Michelle Riess Christina Gellura
Michelle Riess at five days old (December 1976)
In the spring of 1976, a young woman discovered she was pregnant. At the time of the pregnancy Hollie and her boyfriend, Rick, were teenagers. Despite Hollie’s desire to raise their baby, her parents made the final decision that the baby would be placed for adoption, primarily due to their young ages. 
However, the decision to place the baby for adoption was not made on their own. Throughout the last months of the pregnancy, and immediately following delivery, the doctor caring for Hollie offered his advice–heavily slanted towards adoption–and pledged to help the family during their time of distress.
Rick Riess Hollie Riess
Rick & Hollie in 8th grade

The reality was that Hollie’s doctor had an arrangement with a local attorney who was illegally organizing newborn adoptions on the side. The doctor’s role was to convince the young mother (and more importantly, her parents since she was a minor) that adoption was their only option; then refer them directly to the attorney for placement.

This was a time before the internet and before widespread access to information for young pregnant women about their options, and their rights. Being under great distress and having no experience with a situation like this, Hollie’s parents trusted her doctor and had faith that he would provide them with honest advice and information. They were completely unaware that they were being lied to and targeted throughout the process.

About eleven months before Michelle’s birth, a married couple met with the attorney who had this agreement with Hollie’s doctor. This couple (Michelle’s future adoptive parents) wanted to adopt a healthy, white newborn without the hassles and wait times associated with legal adoptions.

In early 1976, they hired attorney Edward Kent to find a healthy, white newborn for them. Kent was not authorized, nor qualified, to arrange adoptions in New Jersey. In fact, it was illegal for him to do so–something he would have known as an attorney. 

In the months following their brief meeting with the attorney, there were no pre-placement investigations made in preparation for a child potentially being placed in their home. The attorney alone determined who was approved to adopt based on minimal information obtained directly from the couple, and after accepting their initial payment. As of spring 2020, we have not been able to find evidence that Kent took any steps to verify the information the potential adoptive parents provided to him, or that he conducted even the most basic investigation into their potential fitness to adopt. 

Kent informed Michelle’s future adoptive parents that he would be in touch if he found a baby for them.

For the rest of 1976, they didn’t hear back from him with any news, updates or information–until approximately eleven months later, a few days after Michelle was born.

On November 30, 1976, Hollie gave birth to a healthy baby girl. Together, Hollie and Rick named their daughter Michelle Riess. They gave their daughter Rick’s last name because they already knew they were going to stay together for the rest of their lives.
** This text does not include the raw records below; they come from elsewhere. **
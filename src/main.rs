//! `resource-server`: serves the bundled `widgets` and `products` modules from layered,
//! hot-reloaded configuration (`<conf-dir>/<name>.toml`, secrets file, `APP_*` env, `-D`).

use clap::Parser;
use resource_server::{default_sources, Catalog, ConfigMerger, Configuration, PropertiesSource, ServerController};
use std::path::PathBuf;
use std::sync::atomic::{AtomicBool, Ordering};
use std::sync::Arc;
use tracing_subscriber::{fmt, prelude::*, reload, EnvFilter};

const DEFAULT_FILTER: &str = "resource_server=info,tower_http=info";
const DEBUG_FILTER: &str = "resource_server=debug,tower_http=debug";

#[derive(Parser, Debug)]
#[command(name = "resource-server", version, about)]
struct Cli {
    /// Directory holding `<name>.toml` (or `.json`) and `<name>-secrets.toml`.
    #[arg(long, default_value = "conf")]
    conf_dir: PathBuf,

    /// Base name of the configuration files.
    #[arg(long, default_value = "server")]
    name: String,

    /// Property override, highest precedence. Repeatable: `-D port=9000 -D prod.debug=true`.
    #[arg(short = 'D', value_name = "KEY=VALUE")]
    properties: Vec<String>,
}

fn filter_for(debug: bool) -> EnvFilter {
    EnvFilter::new(if debug { DEBUG_FILTER } else { DEFAULT_FILTER })
}

#[tokio::main]
async fn main() -> Result<(), Box<dyn std::error::Error>> {
    dotenvy::dotenv().ok();
    let cli = Cli::parse();

    let from_env = EnvFilter::try_from_default_env().ok();
    let follow_config = from_env.is_none();
    let (filter, filter_handle) = reload::Layer::new(from_env.unwrap_or_else(|| filter_for(false)));
    tracing_subscriber::registry().with(filter).with(fmt::layer()).init();

    let properties = PropertiesSource::parse(cli.properties.as_slice())?;
    let merger = Arc::new(ConfigMerger::new(default_sources(&cli.conf_dir, &cli.name, properties)));
    let config = merger.retrieve().await;

    if follow_config {
        let debug = Arc::new(AtomicBool::new(false));
        let apply = move |config: &Arc<Configuration>| {
            if debug.swap(config.debug(), Ordering::SeqCst) != config.debug() {
                if let Err(e) = filter_handle.reload(filter_for(config.debug())) {
                    tracing::warn!(error = %e, "log filter reload failed");
                }
            }
        };
        apply(&config);
        merger.subscribe(Arc::new(apply));
    }
    let _watch = merger.listen()?;

    let handle = ServerController::start(Arc::new(Catalog::new()), merger).await?;
    if let Some(addr) = handle.local_addr() {
        tracing::info!(address = %addr, "listening; Ctrl-C to stop");
    }
    tokio::signal::ctrl_c().await?;
    tracing::info!("shutdown requested");
    handle.shutdown().await;
    Ok(())
}
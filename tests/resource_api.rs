use async_trait::async_trait;
use axum::{
    body::Body,
    http::{header, Request, StatusCode},
    response::Response,
    Router,
};
use resource_server::config::Configuration;
use resource_server::module::{AppModule, RepoModule, ResourceModule};
use resource_server::repository::{Document, MemoryRepository, Repository, StoreError, Update};
use resource_server::resources::WidgetModule;
use resource_server::validation::Validator;
use resource_server::build_router;
use serde::Deserialize;
use serde_json::{json, Value};
use std::sync::atomic::{AtomicUsize, Ordering};
use std::sync::Arc;
use tower::ServiceExt;

fn router_with(modules: Vec<Box<dyn AppModule>>, config: Configuration) -> Router {
    build_router(modules, Arc::new(config)).unwrap().router
}

fn module<M: ResourceModule>(resource: M, repo: Arc<dyn Repository>) -> Box<dyn AppModule> {
    Box::new(RepoModule::new(resource, repo))
}

fn widgets(repo: Arc<MemoryRepository>) -> Router {
    router_with(vec![module(WidgetModule, repo)], Configuration::default())
}

async fn send(app: &Router, method: &str, uri: &str, body: Option<Value>) -> (StatusCode, Value) {
    let mut builder = Request::builder().method(method).uri(uri);
    let body = match body {
        Some(v) => {
            builder = builder.header(header::CONTENT_TYPE, "application/json");
            Body::from(v.to_string())
        }
        None => Body::empty(),
    };
    let response: Response = app.clone().oneshot(builder.body(body).unwrap()).await.unwrap();
    let status = response.status();
    let bytes = axum::body::to_bytes(response.into_body(), usize::MAX).await.unwrap();
    let json = if bytes.is_empty() {
        Value::Null
    } else {
        serde_json::from_slice(&bytes).unwrap()
    };
    (status, json)
}

fn object(v: Value) -> Document {
    match v {
        Value::Object(m) => m,
        _ => panic!("not an object"),
    }
}

#[tokio::test]
async fn widgets_round_trip_scenario() {
    let app = widgets(Arc::new(MemoryRepository::new("widgets")));

    let (status, created) = send(&app, "POST", "/widgets", Some(json!({"name": "gear", "color": "red"}))).await;
    assert_eq!(status, StatusCode::CREATED);
    let id = created["_id"].as_str().unwrap().to_string();
    assert_eq!(created["name"], "gear");

    let (status, all) = send(&app, "GET", "/widgets/", None).await;
    assert_eq!(status, StatusCode::OK);
    assert_eq!(all.as_array().unwrap().len(), 1);

    let item = format!("/widgets/{}", id);
    let (status, merged) = send(&app, "POST", &item, Some(json!({"color": "blue"}))).await;
    assert_eq!(status, StatusCode::OK);
    assert_eq!(merged, json!({"_id": id, "name": "gear", "color": "blue"}));

    let (status, replaced) = send(&app, "PUT", &item, Some(json!({"name": "cog"}))).await;
    assert_eq!(status, StatusCode::OK);
    assert_eq!(replaced, json!({"_id": id, "name": "cog"}));

    let (status, deleted) = send(&app, "DELETE", &item, None).await;
    assert_eq!(status, StatusCode::OK);
    assert_eq!(deleted["name"], "cog");

    let (status, body) = send(&app, "GET", &item, None).await;
    assert_eq!(status, StatusCode::NOT_FOUND);
    assert_eq!(body["path"], item);
}

#[tokio::test]
async fn merge_update_validates_the_merged_document() {
    let repo = Arc::new(MemoryRepository::new("widgets"));
    let app = widgets(repo.clone());
    repo.save(object(json!({"_id": "ok", "name": "gear"}))).await.unwrap();
    repo.save(object(json!({"_id": "broken", "color": "red"}))).await.unwrap();

    // A patch that nulls a required field fails even though the patch alone is not checked.
    let (status, body) = send(&app, "POST", "/widgets/ok", Some(json!({"name": null}))).await;
    assert_eq!(status, StatusCode::BAD_REQUEST);
    assert_eq!(body["errors"][0]["messageKey"], "notNull");
    assert_eq!(repo.get("ok").await.unwrap().unwrap()["name"], "gear");

    // A stored document missing a required field is accepted once the patch supplies it.
    let (status, body) = send(&app, "POST", "/widgets/broken", Some(json!({"name": "fixed"}))).await;
    assert_eq!(status, StatusCode::OK);
    assert_eq!(body, json!({"_id": "broken", "name": "fixed", "color": "red"}));
}

#[tokio::test]
async fn missing_ids_are_404_for_every_item_method() {
    let app = widgets(Arc::new(MemoryRepository::new("widgets")));
    for method in ["GET", "PUT", "POST", "DELETE"] {
        let body = (method == "PUT" || method == "POST").then(|| json!({"name": "x"}));
        let (status, envelope) = send(&app, method, "/widgets/nope", body).await;
        assert_eq!(status, StatusCode::NOT_FOUND, "{}", method);
        assert_eq!(envelope["code"], 404);
        assert_eq!(envelope["path"], "/widgets/nope");
    }
}

#[tokio::test]
async fn all_violations_are_reported_together() {
    let app = widgets(Arc::new(MemoryRepository::new("widgets")));
    let long = "x".repeat(40);
    let (status, body) = send(&app, "POST", "/widgets?lang=fr", Some(json!({"name": "  ", "color": long}))).await;
    assert_eq!(status, StatusCode::BAD_REQUEST);
    assert_eq!(body["code"], 400);
    let errors = body["errors"].as_array().unwrap();
    assert_eq!(errors.len(), 2);
    assert_eq!(errors[0]["name"], "name");
    assert_eq!(errors[0]["messageKey"], "notBlank");
    assert_eq!(errors[1]["name"], "color");
    assert_eq!(errors[1]["messageKey"], "maxLength");
    assert_eq!(errors[1]["args"], json!(["color", 32]));
    assert_eq!(errors[1]["locale"], "fr");
}

#[tokio::test]
async fn replace_is_idempotent() {
    let repo = Arc::new(MemoryRepository::new("widgets"));
    let app = widgets(repo.clone());
    repo.save(object(json!({"_id": "w", "name": "gear", "color": "red"}))).await.unwrap();

    let doc = json!({"_id": "ignored", "name": "cog", "size": 3});
    let (first_status, first) = send(&app, "PUT", "/widgets/w", Some(doc.clone())).await;
    let (second_status, second) = send(&app, "PUT", "/widgets/w", Some(doc)).await;
    assert_eq!(first_status, StatusCode::OK);
    assert_eq!(second_status, StatusCode::OK);
    assert_eq!(first, second);
    assert_eq!(first, json!({"_id": "w", "name": "cog", "size": 3}));
    assert_eq!(repo.list().await.unwrap().len(), 1);
}

#[tokio::test]
async fn malformed_bodies_are_400() {
    let app = widgets(Arc::new(MemoryRepository::new("widgets")));
    let (status, _) = send(&app, "POST", "/widgets", Some(json!([1, 2]))).await;
    assert_eq!(status, StatusCode::BAD_REQUEST);
    let (status, body) = send(&app, "POST", "/widgets", Some(json!({"name": 5}))).await;
    assert_eq!(status, StatusCode::BAD_REQUEST);
    assert_eq!(body["error"], "BadRequest");
}
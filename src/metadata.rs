#![forbid(unsafe_code)]

//! Persistence layer for archived videos.
//!
//! A single `videos` table holds one row per submission. Rows start out
//! `pending` with only the source URL known, and are completed (or marked
//! failed) by the download workers using the id returned at insert time.

use std::path::Path;

use anyhow::{Context, Result, bail};
use chrono::{SecondsFormat, Utc};
use libsql::{Builder, Connection, Database, Row, params};
use serde::{Deserialize, Serialize};

pub const DEFAULT_PAGE: i64 = 1;
pub const DEFAULT_PAGE_SIZE: i64 = 10;
pub const MAX_PAGE_SIZE: i64 = 100;

/// Lifecycle of a record: inserted as `Pending`, then flipped exactly once by
/// the worker that handled its download.
#[derive(Debug, Clone, Copy, Serialize, Deserialize, PartialEq, Eq)]
#[serde(rename_all = "lowercase")]
pub enum VideoStatus {
    Pending,
    Ready,
    Failed,
}

impl VideoStatus {
    pub fn as_str(self) -> &'static str {
        match self {
            Self::Pending => "pending",
            Self::Ready => "ready",
            Self::Failed => "failed",
        }
    }

    pub fn parse(value: &str) -> Option<Self> {
        match value {
            "pending" => Some(Self::Pending),
            "ready" => Some(Self::Ready),
            "failed" => Some(Self::Failed),
            _ => None,
        }
    }
}

/// Row stored in the `videos` table.
///
/// `filename` and `thumbnail` are relative to the asset directory.
#[derive(Debug, Clone, Serialize, Deserialize, PartialEq)]
pub struct VideoRecord {
    pub id: i64,
    pub title: Option<String>,
    pub filename: Option<String>,
    pub thumbnail: Option<String>,
    pub url: String,
    pub video_id: Option<String>,
    pub status: VideoStatus,
    #[serde(default, skip_serializing_if = "Option::is_none")]
    pub error: Option<String>,
    pub created_at: Option<String>,
    pub updated_at: Option<String>,
}

/// Fields written once a download has finished.
#[derive(Debug, Clone, PartialEq, Eq)]
pub struct Completion {
    pub title: Option<String>,
    pub filename: String,
    pub thumbnail: Option<String>,
    pub video_id: String,
}

/// Validated offset/limit window for listing and search.
#[derive(Debug, Clone, Copy, PartialEq, Eq)]
pub struct Page {
    pub page: i64,
    pub page_size: i64,
}

impl Page {
    /// Rejects non-positive values and clamps the page size to
    /// [`MAX_PAGE_SIZE`].
    pub fn new(page: i64, page_size: i64) -> Result<Self> {
        if page < 1 {
            bail!("page must be a positive integer");
        }
        if page_size < 1 {
            bail!("page_size must be a positive integer");
        }
        Ok(Self {
            page,
            page_size: page_size.min(MAX_PAGE_SIZE),
        })
    }

    pub fn offset(&self) -> i64 {
        (self.page - 1).saturating_mul(self.page_size)
    }
}

impl Default for Page {
    fn default() -> Self {
        Self {
            page: DEFAULT_PAGE,
            page_size: DEFAULT_PAGE_SIZE,
        }
    }
}

/// Ceiling division; zero records means zero pages.
pub fn total_pages(total: i64, page_size: i64) -> i64 {
    if total <= 0 || page_size <= 0 {
        return 0;
    }
    (total + page_size - 1) / page_size
}

fn now_timestamp() -> String {
    Utc::now().to_rfc3339_opts(SecondsFormat::Secs, true)
}

/// Turns free text into a LIKE pattern that matches it literally as a
/// substring.
fn like_pattern(query: &str) -> String {
    let mut pattern = String::with_capacity(query.len() + 2);
    pattern.push('%');
    for c in query.chars() {
        if matches!(c, '%' | '_' | '\\') {
            pattern.push('\\');
        }
        pattern.push(c);
    }
    pattern.push('%');
    pattern
}

/// Per-connection pragmas. `busy_timeout` goes first so the WAL switch (and
/// everything after it) waits on a busy database instead of failing.
const CONNECTION_PRAGMAS: [&str; 3] = [
    "PRAGMA busy_timeout=5000",
    "PRAGMA journal_mode=WAL",
    "PRAGMA synchronous=NORMAL",
];

async fn configure_connection(conn: &Connection) -> Result<()> {
    // Some of these report a row, which `execute` rejects.
    for pragma in CONNECTION_PRAGMAS {
        let mut rows = conn
            .query(pragma, params![])
            .await
            .with_context(|| format!("running {pragma}"))?;
        while rows.next().await?.is_some() {}
    }
    Ok(())
}

async fn ensure_schema(conn: &Connection) -> Result<()> {
    conn.execute_batch(
        r#"
        CREATE TABLE IF NOT EXISTS videos (
            id INTEGER PRIMARY KEY AUTOINCREMENT,
            title TEXT,
            filename TEXT,
            thumbnail TEXT,
            url TEXT NOT NULL,
            video_id TEXT,
            status TEXT NOT NULL DEFAULT 'pending',
            error TEXT,
            created_at TEXT,
            updated_at TEXT
        );
        "#,
    )
    .await?;

    migrate_legacy_schema(conn).await?;

    Ok(())
}

/// Databases created by the original six-column schema lack the status and
/// bookkeeping columns. Add them in place and mark finished rows as ready.
async fn migrate_legacy_schema(conn: &Connection) -> Result<()> {
    let mut rows = conn.query("PRAGMA table_info(videos)", params![]).await?;
    let mut columns = Vec::new();
    while let Some(row) = rows.next().await? {
        let name: String = row.get(1)?;
        columns.push(name);
    }
    let has = |name: &str| columns.iter().any(|column| column == name);

    let added_status = !has("status");
    if added_status {
        conn.execute(
            "ALTER TABLE videos ADD COLUMN status TEXT NOT NULL DEFAULT 'pending'",
            params![],
        )
        .await?;
    }
    for column in ["error", "created_at", "updated_at"] {
        if !has(column) {
            conn.execute(&format!("ALTER TABLE videos ADD COLUMN {column} TEXT"), params![])
                .await?;
        }
    }
    if added_status {
        conn.execute(
            "UPDATE videos SET status = 'ready' WHERE filename IS NOT NULL",
            params![],
        )
        .await?;
    }

    Ok(())
}

const SELECT_COLUMNS: &str = r#"
    SELECT id, title, filename, thumbnail, url, video_id,
           status, error, created_at, updated_at
    FROM videos
"#;

/// Owner of the database handle. Every operation opens its own short-lived
/// connection, so the store can be shared freely between request handlers
/// and download workers.
pub struct VideoStore {
    db: Database,
}

impl VideoStore {
    /// Opens (and if necessary creates) the SQLite DB and ensures the expected
    /// schema exists.
    pub async fn open(path: &Path) -> Result<Self> {
        if let Some(parent) = path.parent()
            && !parent.as_os_str().is_empty()
        {
            std::fs::create_dir_all(parent)
                .with_context(|| format!("creating database directory {}", parent.display()))?;
        }

        let db = Builder::new_local(path)
            .build()
            .await
            .with_context(|| format!("opening video DB {}", path.display()))?;

        let store = Self { db };
        let conn = store.connect().await?;
        ensure_schema(&conn).await.context("preparing videos schema")?;
        Ok(store)
    }

    async fn connect(&self) -> Result<Connection> {
        let conn = self.db.connect().context("connecting to video DB")?;
        configure_connection(&conn).await?;
        Ok(conn)
    }

    /// Inserts a placeholder row holding only the URL and returns its id.
    pub async fn insert_pending(&self, url: &str) -> Result<i64> {
        let conn = self.connect().await?;
        let now = now_timestamp();
        conn.execute(
            r#"
            INSERT INTO videos (url, status, created_at, updated_at)
            VALUES (?1, ?2, ?3, ?3)
            "#,
            params![url, VideoStatus::Pending.as_str(), now],
        )
        .await
        .context("inserting pending video")?;
        Ok(conn.last_insert_rowid())
    }

    /// Records a finished download. Returns `false` when the row no longer
    /// exists (it was deleted while the download ran).
    pub async fn mark_ready(&self, id: i64, completion: &Completion) -> Result<bool> {
        let conn = self.connect().await?;
        let changed = conn
            .execute(
                r#"
                UPDATE videos
                SET title = ?1, filename = ?2, thumbnail = ?3, video_id = ?4,
                    status = ?5, error = NULL, updated_at = ?6
                WHERE id = ?7
                "#,
                params![
                    completion.title.as_deref(),
                    completion.filename.as_str(),
                    completion.thumbnail.as_deref(),
                    completion.video_id.as_str(),
                    VideoStatus::Ready.as_str(),
                    now_timestamp(),
                    id,
                ],
            )
            .await
            .with_context(|| format!("completing video {id}"))?;
        Ok(changed > 0)
    }

    pub async fn mark_failed(&self, id: i64, message: &str) -> Result<bool> {
        let conn = self.connect().await?;
        let changed = conn
            .execute(
                "UPDATE videos SET status = ?1, error = ?2, updated_at = ?3 WHERE id = ?4",
                params![VideoStatus::Failed.as_str(), message, now_timestamp(), id],
            )
            .await
            .with_context(|| format!("marking video {id} as failed"))?;
        Ok(changed > 0)
    }

    pub async fn get(&self, id: i64) -> Result<Option<VideoRecord>> {
        let conn = self.connect().await?;
        let mut rows = conn
            .query(&format!("{SELECT_COLUMNS} WHERE id = ?1"), params![id])
            .await?;
        match rows.next().await? {
            Some(row) => Ok(Some(row_to_record(&row)?)),
            None => Ok(None),
        }
    }

    /// Completed records only, in insertion order.
    pub async fn list_ready(&self, page: Page) -> Result<Vec<VideoRecord>> {
        let conn = self.connect().await?;
        let rows = conn
            .query(
                &format!(
                    "{SELECT_COLUMNS} WHERE filename IS NOT NULL ORDER BY id ASC LIMIT ?1 OFFSET ?2"
                ),
                params![page.page_size, page.offset()],
            )
            .await?;
        collect_records(rows).await
    }

    pub async fn count_ready(&self) -> Result<i64> {
        let conn = self.connect().await?;
        count(&conn, "SELECT COUNT(*) FROM videos WHERE filename IS NOT NULL", params![]).await
    }

    /// Substring match on `title`. Rows without a title never match, so an
    /// empty query returns every titled record regardless of status.
    pub async fn search(&self, query: &str, page: Page) -> Result<Vec<VideoRecord>> {
        let conn = self.connect().await?;
        let rows = conn
            .query(
                &format!(
                    r"{SELECT_COLUMNS} WHERE title LIKE ?1 ESCAPE '\'
                      ORDER BY id ASC LIMIT ?2 OFFSET ?3"
                ),
                params![like_pattern(query), page.page_size, page.offset()],
            )
            .await?;
        collect_records(rows).await
    }

    pub async fn count_search(&self, query: &str) -> Result<i64> {
        let conn = self.connect().await?;
        count(
            &conn,
            r"SELECT COUNT(*) FROM videos WHERE title LIKE ?1 ESCAPE '\'",
            params![like_pattern(query)],
        )
        .await
    }

    /// Deletes the row. Returns `false` when nothing matched.
    pub async fn delete(&self, id: i64) -> Result<bool> {
        let conn = self.connect().await?;
        let changed = conn
            .execute("DELETE FROM videos WHERE id = ?1", params![id])
            .await
            .with_context(|| format!("deleting video {id}"))?;
        Ok(changed > 0)
    }

    /// Filters `names` down to the assets no row other than `id` points at.
    /// Duplicate submissions of one URL share their files.
    pub async fn unshared_assets(&self, id: i64, names: &[String]) -> Result<Vec<String>> {
        let conn = self.connect().await?;
        let mut unshared = Vec::with_capacity(names.len());
        for name in names {
            let references = count(
                &conn,
                "SELECT COUNT(*) FROM videos WHERE id != ?1 AND (filename = ?2 OR thumbnail = ?2)",
                params![id, name.as_str()],
            )
            .await
            .with_context(|| format!("checking references to {name}"))?;
            if references == 0 {
                unshared.push(name.clone());
            }
        }
        Ok(unshared)
    }

    /// Records still waiting for a worker, oldest first.
    pub async fn pending(&self) -> Result<Vec<VideoRecord>> {
        let conn = self.connect().await?;
        let rows = conn
            .query(
                &format!("{SELECT_COLUMNS} WHERE status = ?1 ORDER BY id ASC"),
                params![VideoStatus::Pending.as_str()],
            )
            .await?;
        collect_records(rows).await
    }
}

async fn count(
    conn: &Connection,
    sql: &str,
    params: impl libsql::params::IntoParams,
) -> Result<i64> {
    let mut rows = conn.query(sql, params).await?;
    let row = rows.next().await?.context("missing COUNT row")?;
    Ok(row.get(0)?)
}

async fn collect_records(mut rows: libsql::Rows) -> Result<Vec<VideoRecord>> {
    let mut records = Vec::new();
    while let Some(row) = rows.next().await? {
        records.push(row_to_record(&row)?);
    }
    Ok(records)
}

/// Column order must match `SELECT_COLUMNS`.
fn row_to_record(row: &Row) -> Result<VideoRecord> {
    let status: String = row.get(6)?;
    let status = VideoStatus::parse(&status)
        .with_context(|| format!("unknown video status {status:?}"))?;
    let url: Option<String> = row.get(4)?;

    Ok(VideoRecord {
        id: row.get(0)?,
        title: row.get(1)?,
        filename: row.get(2)?,
        thumbnail: row.get(3)?,
        url: url.unwrap_or_default(),
        video_id: row.get(5)?,
        status,
        error: row.get(7)?,
        created_at: row.get(8)?,
        updated_at: row.get(9)?,
    })
}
They also wanted to make sure it would be easy for Michelle to find them in the future.

Riess Adoption 1976
Hollie & Rick a few weeks after Michelle’s birth (Dec. 1976)

Shortly after Michelle’s birth, Hollie’s doctor notified the attorney, and plans to proceed with the adoption were quickly initiated. 

The morning after Michelle’s birth, the attorney called the married couple who had hired him to find them a baby. He called to inform them he had a baby available if they were still interested in adopting. They hadn’t communicated at all since their initial meeting almost one year earlier, and the couple was not aware of Hollie’s pregnancy until after Michelle was already born. Kent told them if they were interested in this baby, he would need a decision from them by noon that day, or he would have to offer her to the next couple on his list. 

The couple quickly agreed and the attorney gave them some basic information, including the telephone number of the baby’s biological family. He told them to call the biological family to seek their approval to place her baby with them.

During this telephone conversation with Michelle’s family, the potential adoptive parents used fake names to purposely conceal their identities. 

Meanwhile, the attorney met with Hollie and her parents in the hospital. He told them some details about the couple hoping to adopt Michelle. He indicated they had been “thoroughly investigated” and would provide an excellent home for her baby. The attorney and the potential adoptive parents also made promises that Michelle would be told about her biological family so that someday they might be able to find each other. 

The following day, Hollie’s parents verbally informed the attorney that they would all agree to place Michelle with this couple based on their telephone conversation and based on the information the attorney provided to them about the couple. They were unaware that they were being lied to from all parties involved.

At this point, the attorney became heavily involved with Hollie despite not legally representing her, and provided her with precise instructions on how things would proceed. Kent met with 15-year-old Hollie numerous times in the hospital, even while her parents were not present. All of this contradicts information taken from Kent’s testimony during the trial surrounding his involvement in the adoptions. Kent and the physician also reminded Hollie that she was obligated to follow-through with this adoption since she had already informally agreed. In other words, they were telling her she did not have the right to change her mind. There was no informed consent.

On December 4, 1976, Hollie was to be discharged from the hospital. Everything was happening quickly. It was at this time that she would be required to hand her newborn daughter to the couple hoping to adopt her.  As she was instructed by the attorney representing the adoptive parents, Hollie reluctantly handed Michelle to the couple with his promises that the couple had been thoroughly evaluated and reminded her that she was doing what was “best for her baby.” 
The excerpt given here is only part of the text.